Le parquet reproche au sexagénaire à la carrure imposante d'avoir abreuvé un député d'extrême droite, coaccusé dans cette affaire, d'informations susceptibles de "discréditer" les renseignements.
Selon les procureurs, cela constitue un délit de violation du secret de la fonction, passible de trois ans de prison.
Concrètement, M. Ott est accusé d'avoir recherché, en 2018, le nom de collègues ayant "participé à une réunion" du Club de Berne à Varsovie, la plateforme d'échange des services secrets européens, "sur ordre" de Hans-Jörg Jenewein, alors élu du parti d'extrême droite FPÖ au pouvoir.
- Montés en épingle -
Par la suite, il lui aurait aussi livré l'identité d'employés sous couverture, "mettant en péril le maintien de la sécurité nationale et le succès de futures activités de renseignement", affirme le parquet.
Enfin, il est soupçonné d'avoir cherché à collecter les noms des agents de police enquêtant spécifiquement sur l'Ibizagate, un scandale de corruption impliquant l'extrême droite.
De son côté, l'ex-député a, d'après les enquêteurs, transmis à Egisto Ott des documents confidentiels provenant de commissions parlementaires à huis clos. Une simple "bêtise", selon lui. Là encore, un délit pour le parquet.
A l'ouverture du procès, le procureur a demandé à l'ancien agent si certains de ces éléments devaient ensuite partir pour la Russie, dont le FPÖ était proche à l'époque. L'accusé a qualifié d'"absurde" qu'on le soupçonne d'espionnage pour le Kremlin.
S'ils n'ont pas contesté les faits, largement étayés par des SMS, les deux prévenus ont plaidé non coupable, estimant que de banals échanges avaient été montés en épingle, et ils en ont contesté avec force le caractère illégal.
"On a le droit de partager des informations entre détenteurs du secret de la fonction", a plaidé M. Ott, affirmant n'avoir jamais rien divulgué publiquement, ni mis en danger la sûreté de l'État.
- La piste Marsalek -
Leur but était uniquement de déceler des "dysfonctionnements", a assuré l'un des avocats d'Egisto Ott, Josef Phillip Bischof, selon qui "les attentes de la presse vont être déçues".

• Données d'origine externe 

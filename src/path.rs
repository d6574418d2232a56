//! Turning an [`OutlinePath`] into something a renderer can fill.
//!
//! Arcs are emitted as cubic béziers by kurbo. With the `lyon` feature the same path can be handed to lyon's
//! tessellators.
use kurbo::{Arc, BezPath, ParamCurve, Shape, Vec2};

use crate::base_types::*;
use crate::outline::{OutlinePath, Segment};

/// Maximum distance (px) between an arc and its bézier approximation.
pub const ARC_TOLERANCE: f64 = 0.1; // px

impl OutlinePath {
    pub fn to_bez_path(&self) -> BezPath {
        let mut path = BezPath::new();
        let mut current: Option<kurbo::Point> = None;

        for s in self.segments.iter() {
            match *s {
                Segment::MoveTo(p) => {
                    path.move_to(p);
                    current = Some(p.into());
                }
                Segment::LineTo(p) => {
                    path.line_to(p);
                    current = Some(p.into());
                }
                Segment::Arc {
                    center,
                    radius,
                    start_angle,
                    end_angle,
                } => {
                    let start: kurbo::Point = s.start_point().unwrap_or(center).into();
                    if current.is_none_or(|c| c.distance(start) > f64::EPSILON) {
                        path.line_to(start);
                    }
                    if radius > 0.0 {
                        let arc = Arc {
                            center: center.into(),
                            radii: Vec2::new(radius as f64, radius as f64),
                            start_angle: start_angle as f64,
                            sweep_angle: (end_angle - start_angle) as f64,
                            x_rotation: 0.0,
                        };
                        path.extend(arc.append_iter(ARC_TOLERANCE));
                    }
                    current = s.end_point().map(Into::into);
                }
                Segment::Close => {
                    path.close_path();
                    current = None;
                }
            }
        }
        path
    }

    /// Signed area of the outline. Positive for a clockwise contour, since y grows downward.
    pub fn area(&self) -> f32 {
        self.to_bez_path().area() as f32
    }

    pub fn is_clockwise(&self) -> bool {
        self.area() > 0.0
    }

    pub fn bounding_box(&self) -> Rect {
        let b = self.to_bez_path().bounding_box();
        Rect {
            pos: Point::new(b.x0 as f32, b.y0 as f32),
            bottom_right: Point::new(b.x1 as f32, b.y1 as f32),
        }
    }

    #[cfg(feature = "lyon")]
    pub fn to_lyon_path(&self) -> lyon::path::Path {
        use kurbo::PathEl;
        use lyon::math::point;

        fn pt(p: kurbo::Point) -> lyon::math::Point {
            point(p.x as f32, p.y as f32)
        }

        let mut builder = lyon::path::Path::builder();
        let mut open = false;
        for el in self.to_bez_path().elements() {
            match *el {
                PathEl::MoveTo(p) => {
                    if open {
                        builder.end(false);
                    }
                    builder.begin(pt(p));
                    open = true;
                }
                PathEl::LineTo(p) => {
                    builder.line_to(pt(p));
                }
                PathEl::QuadTo(c, p) => {
                    builder.quadratic_bezier_to(pt(c), pt(p));
                }
                PathEl::CurveTo(c1, c2, p) => {
                    builder.cubic_bezier_to(pt(c1), pt(c2), pt(p));
                }
                PathEl::ClosePath => {
                    builder.end(true);
                    open = false;
                }
            }
        }
        if open {
            builder.end(false);
        }
        builder.build()
    }
}

/// The path a renderer fills to dim everything but `cutout`: the container's rectangle followed by the
/// cutout traversed the other way, so the non-zero and even-odd rules both leave a hole.
pub fn dim_path(container: Size, cutout: Rect, corner_radius: f32) -> BezPath {
    let mut path = kurbo::Rect::new(0.0, 0.0, container.width as f64, container.height as f64)
        .to_path(ARC_TOLERANCE);
    let hole = kurbo::Rect::from(cutout)
        .to_rounded_rect(corner_radius as f64)
        .to_path(ARC_TOLERANCE);
    let hole = if hole.area().signum() == path.area().signum() {
        reverse_subpath(&hole)
    } else {
        hole
    };
    path.extend(hole.elements().iter().copied());
    path
}

fn reverse_subpath(path: &BezPath) -> BezPath {
    let mut reversed = BezPath::new();
    let segments: Vec<_> = path.segments().collect();
    if let Some(last) = segments.last() {
        reversed.move_to(last.end());
        for seg in segments.iter().rev() {
            match seg.reverse() {
                kurbo::PathSeg::Line(l) => reversed.line_to(l.p1),
                kurbo::PathSeg::Quad(q) => reversed.quad_to(q.p1, q.p2),
                kurbo::PathSeg::Cubic(c) => reversed.curve_to(c.p1, c.p2, c.p3),
            }
        }
        reversed.close_path();
    }
    reversed
}
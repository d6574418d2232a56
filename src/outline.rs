//! The bubble's outline: a rounded rectangle with a triangular notch cut into its top or bottom edge.
//!
//! The outline lives in the bubble's own coordinate space, `(0, 0)` to `(width, height)`, with y growing
//! downward. The notch takes `arrow_height` out of the body: with the arrow on top, the apex touches `y = 0`
//! and the body's top edge sits at `y = arrow_height`.
//!
//! The contour is traversed clockwise, starting just right of the top-left corner. When the arrow is so close
//! to a corner that one of its base points falls inside the corner's radius, the straight run between the
//! corner and the notch is dropped and the arrow leg meets the arc directly.
use core::f32::consts::{FRAC_PI_2, PI};
use core::hash::{Hash, Hasher};

use crate::base_types::*;
use crate::instrumenting::*;
use crate::placement::Side;

/// Tolerance (px) when comparing outline points.
pub const POINT_TOLERANCE: f32 = 1e-3; // px

#[derive(Debug, Copy, Clone, PartialEq)]
pub enum Segment {
    MoveTo(Point),
    LineTo(Point),
    /// A circular arc. Angles are in radians, measured from the positive x axis; since y grows downward,
    /// going from `start_angle` to a larger `end_angle` turns clockwise on screen.
    /// If the current point is not the arc's start, a straight line joins them first.
    Arc {
        center: Point,
        radius: f32,
        start_angle: f32,
        end_angle: f32,
    },
    Close,
}

impl Segment {
    fn arc_point(center: Point, radius: f32, angle: f32) -> Point {
        Point::new(
            center.x + radius * angle.cos(),
            center.y + radius * angle.sin(),
        )
    }

    /// Where the pen is after this segment, if it moves.
    pub fn end_point(&self) -> Option<Point> {
        match *self {
            Segment::MoveTo(p) | Segment::LineTo(p) => Some(p),
            Segment::Arc {
                center,
                radius,
                end_angle,
                ..
            } => Some(Self::arc_point(center, radius, end_angle)),
            Segment::Close => None,
        }
    }

    /// Where an arc begins.
    pub fn start_point(&self) -> Option<Point> {
        match *self {
            Segment::Arc {
                center,
                radius,
                start_angle,
                ..
            } => Some(Self::arc_point(center, radius, start_angle)),
            _ => self.end_point(),
        }
    }
}

/// Everything that determines an outline.
#[derive(Debug, Copy, Clone, PartialEq)]
pub struct OutlineSpec {
    pub width: f32,
    pub height: f32,
    pub corner_radius: f32,
    pub arrow_width: f32,
    pub arrow_height: f32,
    pub arrow_ratio: f32,
    pub side: Side,
}

impl Default for OutlineSpec {
    fn default() -> Self {
        Self {
            width: 0.0,
            height: 0.0,
            corner_radius: 8.0,
            arrow_width: 18.0,
            arrow_height: 9.0,
            arrow_ratio: 0.5,
            side: Side::Top,
        }
    }
}

impl Hash for OutlineSpec {
    fn hash<H: Hasher>(&self, state: &mut H) {
        self.width.to_bits().hash(state);
        self.height.to_bits().hash(state);
        self.corner_radius.to_bits().hash(state);
        self.arrow_width.to_bits().hash(state);
        self.arrow_height.to_bits().hash(state);
        self.arrow_ratio.to_bits().hash(state);
        self.side.hash(state);
    }
}

#[derive(Debug, Clone, PartialEq, Default)]
pub struct OutlinePath {
    pub segments: Vec<Segment>,
}

impl OutlinePath {
    fn move_to(&mut self, x: f32, y: f32) {
        self.segments.push(Segment::MoveTo(Point::new(x, y)));
    }

    fn line_to(&mut self, x: f32, y: f32) {
        self.segments.push(Segment::LineTo(Point::new(x, y)));
    }

    fn arc(&mut self, cx: f32, cy: f32, radius: f32, start_angle: f32, end_angle: f32) {
        self.segments.push(Segment::Arc {
            center: Point::new(cx, cy),
            radius,
            start_angle,
            end_angle,
        });
    }

    fn close(&mut self) {
        self.segments.push(Segment::Close);
    }

    pub fn start(&self) -> Option<Point> {
        self.segments.first().and_then(|s| match s {
            Segment::MoveTo(p) => Some(*p),
            _ => None,
        })
    }

    /// Where the pen ends up before the contour is closed.
    pub fn end_point(&self) -> Option<Point> {
        self.segments.iter().rev().find_map(|s| s.end_point())
    }

    /// The contour returns to its starting point and is explicitly closed.
    pub fn is_closed(&self) -> bool {
        match (self.start(), self.end_point(), self.segments.last()) {
            (Some(start), Some(end), Some(Segment::Close)) => {
                start.distance(end) <= POINT_TOLERANCE
            }
            _ => false,
        }
    }

    /// Every point the pen passes through, arc endpoints included, in drawing order.
    pub fn points(&self) -> Vec<Point> {
        let mut points = vec![];
        for s in self.segments.iter() {
            if let Segment::Arc { .. } = s {
                points.extend(s.start_point());
            }
            points.extend(s.end_point());
        }
        points
    }
}

/// Build the outline described by `spec`.
pub fn build_outline(spec: &OutlineSpec) -> OutlinePath {
    inst("build_outline");
    let mut path = OutlinePath::default();
    let OutlineSpec {
        width: w,
        height: h,
        corner_radius: r,
        arrow_width: aw,
        arrow_height: ah,
        arrow_ratio,
        side,
    } = *spec;

    let arrow_x = arrow_ratio * w;
    let arrow_left = arrow_x - aw / 2.0;
    let arrow_right = arrow_x + aw / 2.0;

    match side {
        Side::Top => {
            path.move_to(r, ah);
            if arrow_left > r {
                path.line_to(arrow_left, ah);
            }
            path.line_to(arrow_x, 0.0);
            path.line_to(arrow_right, ah);
            if arrow_right < w - r {
                path.line_to(w - r, ah);
            }
            path.arc(w - r, ah + r, r, -FRAC_PI_2, 0.0);

            path.line_to(w, h - r);
            path.arc(w - r, h - r, r, 0.0, FRAC_PI_2);

            path.line_to(r, h);
            path.arc(r, h - r, r, FRAC_PI_2, PI);

            path.line_to(0.0, ah + r);
            path.arc(r, ah + r, r, PI, PI + FRAC_PI_2);
        }
        Side::Bottom => {
            let body_bottom = h - ah;

            path.move_to(r, 0.0);
            path.line_to(w - r, 0.0);
            path.arc(w - r, r, r, -FRAC_PI_2, 0.0);

            path.line_to(w, body_bottom - r);
            path.arc(w - r, body_bottom - r, r, 0.0, FRAC_PI_2);

            if arrow_right < w - r {
                path.line_to(arrow_right, body_bottom);
            }
            path.line_to(arrow_x, h);
            path.line_to(arrow_left, body_bottom);
            if arrow_left > r {
                path.line_to(r, body_bottom);
            }
            path.arc(r, body_bottom - r, r, FRAC_PI_2, PI);

            path.line_to(0.0, r);
            path.arc(r, r, r, PI, PI + FRAC_PI_2);
        }
    }
    path.close();

    inst_end();
    path
}

#[cfg(test)]
mod tests {
    use super::*;

    fn spec(ratio: f32, side: Side) -> OutlineSpec {
        OutlineSpec {
            width: 200.0,
            height: 100.0,
            arrow_ratio: ratio,
            side,
            ..Default::default()
        }
    }

    fn close(a: Point, b: Point) -> bool {
        a.distance(b) <= POINT_TOLERANCE
    }

    #[test]
    fn test_centered_top_arrow() {
        let path = build_outline(&spec(0.5, Side::Top));
        assert_eq!(
            &path.segments[..4],
            &[
                Segment::MoveTo(Point::new(8.0, 9.0)),
                Segment::LineTo(Point::new(91.0, 9.0)),
                Segment::LineTo(Point::new(100.0, 0.0)),
                Segment::LineTo(Point::new(109.0, 9.0)),
            ]
        );
        assert_eq!(path.segments[4], Segment::LineTo(Point::new(192.0, 9.0)));
        assert!(path.is_closed());
    }

    #[test]
    fn test_centered_bottom_arrow() {
        let path = build_outline(&spec(0.5, Side::Bottom));
        assert_eq!(path.start(), Some(Point::new(8.0, 0.0)));
        let points = path.points();
        assert!(points.iter().any(|p| close(*p, Point::new(100.0, 100.0))));
        assert!(points.iter().any(|p| close(*p, Point::new(109.0, 91.0))));
        assert!(points.iter().any(|p| close(*p, Point::new(91.0, 91.0))));
        assert!(path.is_closed());
    }

    #[test]
    fn test_arrow_in_left_corner_drops_connector() {
        let path = build_outline(&spec(0.0, Side::Top));
        assert_eq!(
            &path.segments[..3],
            &[
                Segment::MoveTo(Point::new(8.0, 9.0)),
                Segment::LineTo(Point::new(0.0, 0.0)),
                Segment::LineTo(Point::new(9.0, 9.0)),
            ]
        );
        assert!(path.is_closed());
    }

    #[test]
    fn test_arrow_in_right_corner_drops_connector() {
        let path = build_outline(&spec(1.0, Side::Top));
        // Right leg runs straight into the top-right arc
        assert_eq!(path.segments[3], Segment::LineTo(Point::new(209.0, 9.0)));
        assert!(matches!(path.segments[4], Segment::Arc { .. }));
        assert!(path.is_closed());

        let path = build_outline(&spec(1.0, Side::Bottom));
        assert_eq!(path.segments[5], Segment::LineTo(Point::new(200.0, 100.0)));
        assert!(path.is_closed());
    }

    #[test]
    fn test_apex_on_edge_base_inside() {
        for ratio in [0.0, 0.1, 0.5, 0.9, 1.0] {
            let top = build_outline(&spec(ratio, Side::Top)).points();
            let apex = Point::new(ratio * 200.0, 0.0);
            assert!(top.iter().any(|p| close(*p, apex)));
            assert!(top.iter().all(|p| p.y >= -POINT_TOLERANCE));

            let bottom = build_outline(&spec(ratio, Side::Bottom)).points();
            let apex = Point::new(ratio * 200.0, 100.0);
            assert!(bottom.iter().any(|p| close(*p, apex)));
            assert!(bottom.iter().all(|p| p.y <= 100.0 + POINT_TOLERANCE));
        }
    }

    #[test]
    fn test_sharp_corners() {
        let path = build_outline(&OutlineSpec {
            corner_radius: 0.0,
            ..spec(0.5, Side::Top)
        });
        assert!(path.is_closed());
        assert!(path.points().iter().any(|p| close(*p, Point::new(200.0, 100.0))));
    }
}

"Quelques noms ont été transmis par un fonctionnaire à un organe de contrôle. C'est un crime?", a-t-il demandé à l'audience.
Sauf que ce premier procès est la face émergée d'un iceberg: Egisto Ott est dans le viseur du parquet depuis 2017 pour d'autres dossiers et avait été placé en détention une première fois en 2021, puis au printemps de cette année.
Contacté, il n'a pas souhaité s'exprimer. Mi-mars, il avait nié auprès de l'AFP toutes les allégations.
Dans des enquêtes distinctes qui ne sont pas encore bouclées, il est soupçonné d'avoir fourni des téléphones portables de membres du cabinet du ministre de l'Intérieur aux services de sécurité russes.
Il lui est notamment reproché d'avoir mené des recherches pour Jan Marsalek, recherché par la justice allemande dans le cadre de la faillite de la société de paiements Wirecard et aujourd'hui accusé d'espionnage pour Moscou.
Le passage de l'extrême droite, proche de la Russie, au ministère de l'Intérieur entre 2017 et 2019 avait conduit plusieurs pays occidentaux à limiter leurs échanges d'information avec l'Autriche, un pays neutre, justement par peur des fuites.
Le FPÖ a remporté les élections législatives fin septembre mais l'Autriche est toujours à la recherche d'un gouvernement, aucune formation ne souhaitant s'allier avec lui pour former une majorité, invoquant notamment sa proximité avec Moscou.